The Powell River Salmon Society’s Lang Creek Stock Enhancement project has received $40,100 for its for education and outreach programs, and its stock enhancement project to capture, incubate, rear and release 850,000 Chinook, 500,000 Chum and 300,000 Coho for commercial, recreational and Indigenous fisheries.
The Tla’amin Nation Salmon Hatchery has also been awarded $16,800 in funding for equipment upgrades replacing existing wooden raceway, catwalks, stop logs, and juvenile pond screens with repurposed and updated and fish safe equipment.
“This [hatchery] project is a worthwhile collaboration between PSF, Tla’amin Nation and DFO which will provide benefits to both the enhancement of Pacific salmon at Tla’amin Salmon Hatchery, but will also help to improve safety of hatchery staff as well. The expected outcomes include improved fish health and survival of 170,000 Chinook, 60,000 adipose clipped Coho, and 1.4 million Chum salmon, the improved health and safety of six hatchery staff, and provide increased hatchery capacity allowing flexibility of hatchery activities and operations,” Laura Terry, community advisor, DFO Salmon Enhancement Program said.
The total value of the two projects, which includes community fundraising, contributions and volunteer time, is $567,675.
The Community Salmon Program is funded primarily from sales of the federal government’s $6 Salmon Conservation Stamp, purchased annually by saltwater anglers in the public fishery. Proceeds generate nearly $1.5 million for annually for B.C. community grants. The province also contributes funds to the program as part of a $5 million grant, through 2023, to address the immediate and ongoing needs of Pacific salmon and their habitats.

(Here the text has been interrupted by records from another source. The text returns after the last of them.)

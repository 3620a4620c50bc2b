//! Recoverable merge diagnostics.
//!
//! Recoverable conditions never abort a merge. Each one is logged through
//! `tracing` at warn level and kept as a [`MergeWarning`] on the builder so
//! callers can report them after the fact.

use std::fmt;

use crate::path::NodePath;

/// The condition behind a [`MergeWarning`].
#[derive(Debug, Clone, Copy, PartialEq, Eq, Hash)]
#[non_exhaustive]
pub enum WarningKind {
    /// A definition targeted a node that was already deleted.
    DeletedNodeModified,
    /// A definition targeted a property that was already deleted.
    DeletedPropertyModified,
    /// A delete targeted a node that does not exist.
    MissingNodeDeleted,
    /// A delete targeted a property that does not exist.
    MissingPropertyDeleted,
    /// A `replace` supplied the value(s) already present.
    RedundantReplace,
    /// An ignore-reordered-children flag repeated the current setting.
    RedundantIgnoreReorderedChildren,
    /// An ignore-reordered-children flag changed an earlier setting.
    OverriddenIgnoreReorderedChildren,
    /// An order-before directive found the node already in place.
    UnnecessaryOrderBefore,
    /// An order-before directive targets children whose order is ignored.
    OrderBeforeIgnored,
    /// An `add` targeted a system property that has no value yet.
    AddToMissingSystemProperty,
    /// A definition tried to merge into a content or system node.
    NonConfigNodeSkipped,
    /// A property declared the content category, which only nodes accept.
    ContentCategoryOnProperty,
}

/// One recoverable diagnostic raised during a merge.
#[derive(Debug, Clone, PartialEq, Eq)]
pub struct MergeWarning {
    kind: WarningKind,
    path: NodePath,
    origin: String,
    message: String,
}

impl MergeWarning {
    /// Records a warning and logs it.
    pub(crate) fn emit(
        kind: WarningKind,
        path: &NodePath,
        origin: &str,
        message: impl Into<String>,
    ) -> Self {
        let message = message.into();
        tracing::warn!(kind = ?kind, path = %path, origin, "{message}");
        Self {
            kind,
            path: path.clone(),
            origin: origin.to_owned(),
            message,
        }
    }

    /// The condition that raised the warning.
    #[must_use]
    pub const fn kind(&self) -> WarningKind {
        self.kind
    }

    /// Path of the affected item.
    #[must_use]
    pub const fn path(&self) -> &NodePath {
        &self.path
    }

    /// Origin of the definition that raised the warning.
    #[must_use]
    pub fn origin(&self) -> &str {
        &self.origin
    }

    /// Human-readable description.
    #[must_use]
    pub fn message(&self) -> &str {
        &self.message
    }
}

impl fmt::Display for MergeWarning {
    fn fmt(&self, f: &mut fmt::Formatter<'_>) -> fmt::Result {
        write!(f, "{} ({}): {}", self.path, self.origin, self.message)
    }
}
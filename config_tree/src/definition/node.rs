//! Declared nodes.

use std::sync::Arc;

use indexmap::IndexMap;

use super::{DefinitionProperty, DefinitionSource};
use crate::ConfigTreeResult;
use crate::category::Category;
use crate::model::{ModelItem, NodeOperation, OrderBefore};
use crate::path::{NodePath, PathSegment};
use crate::value::ValueConsumer;

/// One module's declaration of a node and its subtree.
///
/// Children keep the order in which they were declared. Child nodes and
/// properties are shared behind [`Arc`] so the merged tree can keep
/// back-references to every definition that touched it.
#[derive(Debug, Clone)]
pub struct DefinitionNode {
    name: String,
    path: NodePath,
    source: Arc<DefinitionSource>,
    operation: NodeOperation,
    nodes: IndexMap<String, Arc<DefinitionNode>>,
    properties: IndexMap<String, Arc<DefinitionProperty>>,
    category: Option<Category>,
    order_before: Option<OrderBefore>,
    ignore_reordered_children: Option<bool>,
    residual_child_category: Option<Category>,
}

impl DefinitionNode {
    /// Creates an empty node definition at `path`.
    #[must_use]
    pub fn new(path: NodePath, source: Arc<DefinitionSource>) -> Self {
        let name = path
            .last_segment()
            .map(ToString::to_string)
            .unwrap_or_default();
        Self {
            name,
            path,
            source,
            operation: NodeOperation::default(),
            nodes: IndexMap::new(),
            properties: IndexMap::new(),
            category: None,
            order_before: None,
            ignore_reordered_children: None,
            residual_child_category: None,
        }
    }

    /// Returns the child named `name`, declaring it if needed.
    pub fn add_node(&mut self, name: &str) -> &mut Self {
        let path = self.path.child_named(name);
        let source = Arc::clone(&self.source);
        let child = self
            .nodes
            .entry(name.to_owned())
            .or_insert_with(|| Arc::new(Self::new(path, source)));
        Arc::make_mut(child)
    }

    /// Declares `property` on this node, replacing an earlier declaration of
    /// the same name.
    pub fn add_property(&mut self, mut property: DefinitionProperty) -> &mut Self {
        property.attach(&self.path, &self.source);
        self.properties
            .insert(property.name().to_owned(), Arc::new(property));
        self
    }

    /// Sets the node operation.
    pub const fn set_operation(&mut self, operation: NodeOperation) -> &mut Self {
        self.operation = operation;
        self
    }

    /// Marks the node for deletion.
    pub const fn set_delete(&mut self) -> &mut Self {
        self.set_operation(NodeOperation::Delete)
    }

    /// Sets the category override for this node.
    pub const fn set_category(&mut self, category: Category) -> &mut Self {
        self.category = Some(category);
        self
    }

    /// Orders this node before a sibling, or first.
    pub fn set_order_before(&mut self, order_before: OrderBefore) -> &mut Self {
        self.order_before = Some(order_before);
        self
    }

    /// Sets whether reordering of this node's children should be ignored.
    pub const fn set_ignore_reordered_children(&mut self, ignore: bool) -> &mut Self {
        self.ignore_reordered_children = Some(ignore);
        self
    }

    /// Sets the category given to children that were never declared.
    pub const fn set_residual_child_category(&mut self, category: Category) -> &mut Self {
        self.residual_child_category = Some(category);
        self
    }

    /// The final path segment; empty for the root.
    #[must_use]
    pub fn segment(&self) -> PathSegment {
        self.path
            .last_segment()
            .cloned()
            .unwrap_or_else(|| PathSegment::new(""))
    }

    /// Returns `true` when this definition targets the root node.
    #[must_use]
    pub const fn is_root(&self) -> bool {
        self.path.is_root()
    }

    /// The source this node was declared in.
    #[must_use]
    pub const fn source(&self) -> &Arc<DefinitionSource> {
        &self.source
    }

    /// Origin used in diagnostics.
    #[must_use]
    pub fn origin(&self) -> &str {
        self.source.origin()
    }

    /// Declared operation.
    #[must_use]
    pub const fn operation(&self) -> NodeOperation {
        self.operation
    }

    /// Returns `true` when the operation is [`NodeOperation::Delete`].
    #[must_use]
    pub const fn is_delete(&self) -> bool {
        matches!(self.operation, NodeOperation::Delete)
    }

    /// Declared child nodes, in declaration order.
    pub fn nodes(&self) -> impl Iterator<Item = &Arc<Self>> {
        self.nodes.values()
    }

    /// The declared child named `name`.
    #[must_use]
    pub fn node(&self, name: &str) -> Option<&Arc<Self>> {
        self.nodes.get(name)
    }

    /// Declared properties, in declaration order.
    pub fn properties(&self) -> impl Iterator<Item = &Arc<DefinitionProperty>> {
        self.properties.values()
    }

    /// The declared property named `name`.
    #[must_use]
    pub fn property(&self, name: &str) -> Option<&Arc<DefinitionProperty>> {
        self.properties.get(name)
    }

    /// Returns `true` when the node declares children or properties.
    #[must_use]
    pub fn has_content(&self) -> bool {
        !self.nodes.is_empty() || !self.properties.is_empty()
    }

    /// Declared category override.
    #[must_use]
    pub const fn category(&self) -> Option<Category> {
        self.category
    }

    /// Declared ordering directive.
    #[must_use]
    pub const fn order_before(&self) -> Option<&OrderBefore> {
        self.order_before.as_ref()
    }

    /// Declared ignore-reordered-children flag.
    #[must_use]
    pub const fn ignore_reordered_children(&self) -> Option<bool> {
        self.ignore_reordered_children
    }

    /// Declared category for children never declared explicitly.
    #[must_use]
    pub const fn residual_child_category(&self) -> Option<Category> {
        self.residual_child_category
    }

    /// Returns `true` when the node only says "delete me": no content, no
    /// ordering and no category side effects.
    #[must_use]
    pub fn is_deleted_and_empty(&self) -> bool {
        self.is_delete()
            && !self.has_content()
            && self.order_before.is_none()
            && self.ignore_reordered_children.is_none()
            && self.category.is_none()
            && self.residual_child_category.is_none()
    }

    /// Passes every resource value in this subtree to `consumer`.
    ///
    /// # Errors
    ///
    /// Stops at and returns the first error raised by `consumer`.
    pub fn visit_resource_values<C>(&self, consumer: &mut C) -> ConfigTreeResult<()>
    where
        C: ValueConsumer + ?Sized,
    {
        for property in self.properties.values() {
            let Some(values) = property.raw_values() else {
                continue;
            };
            for value in values.as_slice().iter().filter(|v| v.is_resource()) {
                consumer.accept(value, property)?;
            }
        }
        for child in self.nodes.values() {
            child.visit_resource_values(consumer)?;
        }
        Ok(())
    }
}

impl ModelItem for DefinitionNode {
    fn name(&self) -> &str {
        &self.name
    }

    fn path(&self) -> &NodePath {
        &self.path
    }
}
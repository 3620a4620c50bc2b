//! Parsing of quoted step parameters used by the feature files.
//!
//! Feature files quote every parameter (`"/a/b[2]"`, `"b[1], b[2]"`), so
//! steps unwrap one layer of quotes before use.

const QUOTES: [char; 2] = ['"', '\''];

/// Removes one layer of matching quotes around `raw`, after trimming.
#[must_use]
pub fn unquote(raw: &str) -> &str {
    let trimmed = raw.trim();
    QUOTES
        .iter()
        .find_map(|quote| {
            trimmed
                .strip_prefix(*quote)
                .and_then(|inner| inner.strip_suffix(*quote))
        })
        .unwrap_or(trimmed)
}

/// A single step parameter, unquoted and trimmed.
#[must_use]
pub fn param(raw: &str) -> String {
    unquote(raw).trim().to_owned()
}

/// A comma-separated step parameter such as `"w[1], z[1]"`.
///
/// Blank items are dropped, so `""` yields nothing.
#[must_use]
pub fn param_list(raw: &str) -> Vec<String> {
    unquote(raw)
        .split(',')
        .map(param)
        .filter(|item| !item.is_empty())
        .collect()
}
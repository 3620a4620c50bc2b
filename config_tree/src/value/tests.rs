//! Unit tests for value identity and rendering.

use rstest::rstest;
use std::sync::Arc;

use super::{Value, ValueType};
use crate::definition::DefinitionSource;

fn source(origin: &str) -> Arc<DefinitionSource> {
    Arc::new(DefinitionSource::new(origin, "module"))
}

#[rstest]
#[case(Value::string("x"), "x")]
#[case(Value::long(42), "42")]
#[case(Value::boolean(true), "true")]
#[case(Value::double(1.5), "1.5")]
#[case(Value::binary(b"bytes".to_vec()), "bytes")]
#[case(Value::resource(ValueType::Binary, "logo.png"), "logo.png")]
fn renders_as_string(#[case] value: Value, #[case] expected: &str) {
    assert_eq!(value.as_string(), expected);
}

#[test]
fn type_tag_participates_in_equality() {
    assert_ne!(Value::string("nt:base"), Value::name("nt:base"));
    assert_eq!(Value::name("nt:base"), Value::name("nt:base"));
}

#[test]
fn path_flag_participates_in_equality() {
    let plain = Value::typed_text(ValueType::Reference, "/content");
    let as_path = Value::path_reference(ValueType::Reference, "/content");
    assert_ne!(plain, as_path);
}

#[test]
fn resources_compare_by_source() {
    let a = Value::resource(ValueType::Binary, "logo.png").with_source(source("a.yaml"));
    let same_origin = Value::resource(ValueType::Binary, "logo.png").with_source(source("a.yaml"));
    let other_origin = Value::resource(ValueType::Binary, "logo.png").with_source(source("b.yaml"));
    assert_eq!(a, same_origin);
    assert_ne!(a, other_origin);
}

#[test]
fn plain_values_ignore_source() {
    let a = Value::string("x").with_source(source("a.yaml"));
    let b = Value::string("x").with_source(source("b.yaml"));
    assert_eq!(a, b);
}

#[test]
fn cloning_a_resource_keeps_its_source() {
    let original = Value::resource(ValueType::String, "body.html").with_source(source("a.yaml"));
    let copy = original.clone();
    let origin = copy.source().map(|s| s.origin().to_owned());
    assert_eq!(origin.as_deref(), Some("a.yaml"));
    assert_eq!(copy, original);
}

#[test]
fn make_resource_swaps_payload_for_reference() {
    let mut value = Value::binary(vec![0, 1, 2]);
    value.make_resource("data.bin");
    assert!(value.is_resource());
    assert_eq!(value.as_string(), "data.bin");
    assert_eq!(value.value_type(), ValueType::Binary);
}
//! Terse constructors for definitions and tree lookups.
//!
//! # Examples
//!
//! ```
//! use config_tree::ConfigurationTreeBuilder;
//! use config_tree_test_helpers::definitions::{merge, text, typed};
//!
//! let mut builder = ConfigurationTreeBuilder::new();
//! let mut node = typed("/a", "main.yaml").expect("valid path");
//! node.add_property(text("title", "hello"));
//! merge(&mut builder, node).expect("merge succeeds");
//! ```

use std::sync::Arc;

use anyhow::{Context, Result};
use config_tree::constants::JCR_PRIMARY_TYPE;
use config_tree::{
    ConfigDefinition, ConfigTreeResult, ConfigurationNode, ConfigurationTreeBuilder,
    DefinitionNode, DefinitionProperty, DefinitionSource, NodePath, Value,
};

/// Primary type given to nodes built with [`typed`].
pub const DEFAULT_PRIMARY_TYPE: &str = "nt:unstructured";

/// A core source with `origin` in module `test-module`.
#[must_use]
pub fn source(origin: &str) -> Arc<DefinitionSource> {
    Arc::new(DefinitionSource::new(origin, "test-module"))
}

/// A source belonging to an extension group.
#[must_use]
pub fn extension_source(origin: &str, group: &str) -> Arc<DefinitionSource> {
    Arc::new(DefinitionSource::new(origin, "test-module").with_extension_group(group))
}

/// An empty node definition at `path`.
///
/// # Errors
///
/// Returns an error when `path` is not a valid absolute path.
pub fn bare(path: &str, origin: &str) -> Result<DefinitionNode> {
    let parsed = NodePath::parse(path).with_context(|| format!("parse path {path}"))?;
    Ok(DefinitionNode::new(parsed, source(origin)))
}

/// A node definition at `path` that declares [`DEFAULT_PRIMARY_TYPE`].
///
/// # Errors
///
/// Returns an error when `path` is not a valid absolute path.
pub fn typed(path: &str, origin: &str) -> Result<DefinitionNode> {
    let mut node = bare(path, origin)?;
    with_type(&mut node);
    Ok(node)
}

/// Declares [`DEFAULT_PRIMARY_TYPE`] on `node`.
pub fn with_type(node: &mut DefinitionNode) -> &mut DefinitionNode {
    node.add_property(DefinitionProperty::single(
        JCR_PRIMARY_TYPE,
        Value::name(DEFAULT_PRIMARY_TYPE),
    ))
}

/// A single-valued string property.
#[must_use]
pub fn text(name: &str, value: &str) -> DefinitionProperty {
    DefinitionProperty::single(name, Value::string(value))
}

/// Pushes `node` as a whole definition.
///
/// # Errors
///
/// Returns the builder's fatal error.
pub fn merge(builder: &mut ConfigurationTreeBuilder, node: DefinitionNode) -> ConfigTreeResult<()> {
    builder.push(&ConfigDefinition::new(node)).map(|_| ())
}

/// Looks up the node at `path` below `root`.
#[must_use]
pub fn lookup<'tree>(root: &'tree ConfigurationNode, path: &str) -> Option<&'tree ConfigurationNode> {
    NodePath::parse(path)
        .ok()
        .and_then(|parsed| root.descendant(&parsed))
}

/// Renders the single value of `property` on the node at `path`.
#[must_use]
pub fn text_value(root: &ConfigurationNode, path: &str, property: &str) -> Option<String> {
    lookup(root, path)?
        .property(property)?
        .value()
        .ok()
        .flatten()
        .map(Value::as_string)
}

/// Renders every value of a list or set `property` on the node at `path`.
#[must_use]
pub fn text_values(root: &ConfigurationNode, path: &str, property: &str) -> Option<Vec<String>> {
    let values = lookup(root, path)?.property(property)?.values().ok()?;
    Some(values.iter().map(Value::as_string).collect())
}
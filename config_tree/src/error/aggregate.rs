//! Several fatal merge errors reported as one.

use std::{error::Error, fmt, sync::Arc};

use super::ConfigTreeError;
use crate::path::NodePath;

/// Fatal errors gathered while closing a module.
///
/// [`crate::ConfigurationTreeBuilder::finish_module`] uses this to report
/// every unresolved order-before directive at once, in the order the
/// directives were parked.
///
/// # Examples
///
/// ```
/// use config_tree::{ConfigTreeError, NodePath};
///
/// let unresolved = |name: &str| ConfigTreeError::MissingOrderBeforeTarget {
///     path: NodePath::root().child_named(name),
///     sibling: String::from("gone"),
///     origin: String::from("a.yaml"),
/// };
/// let err = ConfigTreeError::try_aggregate(vec![unresolved("x"), unresolved("y")]);
/// let Some(ConfigTreeError::Aggregate(all)) = err else {
///     panic!("two errors aggregate");
/// };
/// assert_eq!(all.paths().map(ToString::to_string).collect::<Vec<_>>(), ["/x", "/y"]);
/// ```
#[derive(Debug, Default)]
pub struct AggregatedErrors(Vec<Arc<ConfigTreeError>>);

impl AggregatedErrors {
    /// Wraps `errors` in reporting order.
    #[must_use]
    pub const fn new(errors: Vec<Arc<ConfigTreeError>>) -> Self {
        Self(errors)
    }

    /// The gathered errors.
    pub fn iter(&self) -> impl Iterator<Item = &ConfigTreeError> {
        self.0.iter().map(Arc::as_ref)
    }

    /// Tree paths named by the gathered errors, skipping those without one.
    pub fn paths(&self) -> impl Iterator<Item = &NodePath> {
        self.iter().filter_map(ConfigTreeError::path)
    }

    /// Number of gathered errors.
    #[must_use]
    pub const fn len(&self) -> usize {
        self.0.len()
    }

    /// Returns `true` when nothing was gathered.
    #[must_use]
    pub const fn is_empty(&self) -> bool {
        self.0.is_empty()
    }

    /// Releases the gathered errors.
    #[must_use]
    pub fn into_errors(self) -> Vec<Arc<ConfigTreeError>> {
        self.0
    }
}

impl fmt::Display for AggregatedErrors {
    fn fmt(&self, f: &mut fmt::Formatter<'_>) -> fmt::Result {
        let mut errors = self.iter();
        if let Some(first) = errors.next() {
            write!(f, "  - {first}")?;
        }
        errors.try_for_each(|err| write!(f, "\n  - {err}"))
    }
}

impl Error for AggregatedErrors {}
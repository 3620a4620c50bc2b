//! Absolute paths into the configuration tree.
//!
//! A [`NodePath`] is an ordered list of [`PathSegment`]s. The root is the
//! empty list and renders as `/`. Segments may carry a same-name-sibling
//! index (`/a/b[2]/c`); an omitted index is equivalent to `[1]`.

mod segment;

use std::fmt;
use std::str::FromStr;
use std::sync::Arc;

pub use segment::PathSegment;

use crate::{ConfigTreeError, ConfigTreeResult};

/// Absolute path of a node or property.
#[derive(Debug, Clone, Default, PartialEq, Eq, Hash)]
pub struct NodePath {
    segments: Vec<PathSegment>,
}

impl NodePath {
    /// The root path.
    pub const ROOT: Self = Self {
        segments: Vec::new(),
    };

    /// Returns the root path.
    #[must_use]
    pub const fn root() -> Self {
        Self::ROOT
    }

    /// Builds a path from already-parsed segments.
    #[must_use]
    pub fn from_segments(segments: impl IntoIterator<Item = PathSegment>) -> Self {
        Self {
            segments: segments.into_iter().collect(),
        }
    }

    /// Parses an absolute path such as `/a/b[2]`.
    ///
    /// # Errors
    ///
    /// Returns [`ConfigTreeError::InvalidPath`] when the text is relative,
    /// contains empty segments, or any segment fails to parse.
    pub fn parse(raw: &str) -> ConfigTreeResult<Self> {
        let Some(rest) = raw.strip_prefix('/') else {
            return Err(Arc::new(ConfigTreeError::InvalidPath {
                path: raw.to_owned(),
                message: String::from("path must be absolute"),
            }));
        };
        if rest.is_empty() {
            return Ok(Self::root());
        }
        rest.split('/')
            .map(|part| {
                if part.is_empty() {
                    Err(Arc::new(ConfigTreeError::InvalidPath {
                        path: raw.to_owned(),
                        message: String::from("path contains an empty segment"),
                    }))
                } else {
                    PathSegment::parse(part)
                }
            })
            .collect::<ConfigTreeResult<Vec<_>>>()
            .map(|segments| Self { segments })
    }

    /// Returns `true` for the root path.
    #[must_use]
    pub const fn is_root(&self) -> bool {
        self.segments.is_empty()
    }

    /// The segments from the root downwards.
    #[must_use]
    pub fn segments(&self) -> &[PathSegment] {
        &self.segments
    }

    /// Number of segments.
    #[must_use]
    pub const fn depth(&self) -> usize {
        self.segments.len()
    }

    /// The final segment, or `None` for the root.
    #[must_use]
    pub fn last_segment(&self) -> Option<&PathSegment> {
        self.segments.last()
    }

    /// The parent path, or `None` for the root.
    #[must_use]
    pub fn parent(&self) -> Option<Self> {
        self.segments.split_last().map(|(_, parent)| Self {
            segments: parent.to_vec(),
        })
    }

    /// Appends `segment`.
    #[must_use]
    pub fn child(&self, segment: PathSegment) -> Self {
        let mut segments = self.segments.clone();
        segments.push(segment);
        Self { segments }
    }

    /// Appends a segment parsed leniently from `name`.
    #[must_use]
    pub fn child_named(&self, name: &str) -> Self {
        self.child(PathSegment::from(name))
    }

    /// Returns the sibling path with the last segment replaced.
    #[must_use]
    pub fn sibling(&self, segment: PathSegment) -> Self {
        let mut segments = self.segments.clone();
        segments.pop();
        segments.push(segment);
        Self { segments }
    }

    /// Returns `true` when `prefix` is this path or one of its ancestors.
    #[must_use]
    pub fn starts_with(&self, prefix: &Self) -> bool {
        self.segments.starts_with(&prefix.segments)
    }

    /// Returns the same path with every index written out.
    #[must_use]
    pub fn force_index(&self) -> Self {
        Self::from_segments(self.segments.iter().map(PathSegment::force_index))
    }

    /// Returns the same path with every `[1]` omitted.
    #[must_use]
    pub fn suppress_index(&self) -> Self {
        Self::from_segments(self.segments.iter().map(PathSegment::suppress_index))
    }
}

impl fmt::Display for NodePath {
    fn fmt(&self, f: &mut fmt::Formatter<'_>) -> fmt::Result {
        if self.segments.is_empty() {
            return f.write_str("/");
        }
        for segment in &self.segments {
            write!(f, "/{segment}")?;
        }
        Ok(())
    }
}

impl FromStr for NodePath {
    type Err = Arc<ConfigTreeError>;

    fn from_str(s: &str) -> Result<Self, Self::Err> {
        Self::parse(s)
    }
}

“Supporting community salmon projects across the province is crucial at this time,” Michael Meneer, PSF president and CEO said. “The Community Salmon Program values its partnerships and the good work of First Nations and organizations such as the Tla’amin Nation, the Powell River Salmon Society, and the Department of Fisheries and Oceans. By working together, we can find solutions to ensure the future of Pacific salmon across the province.”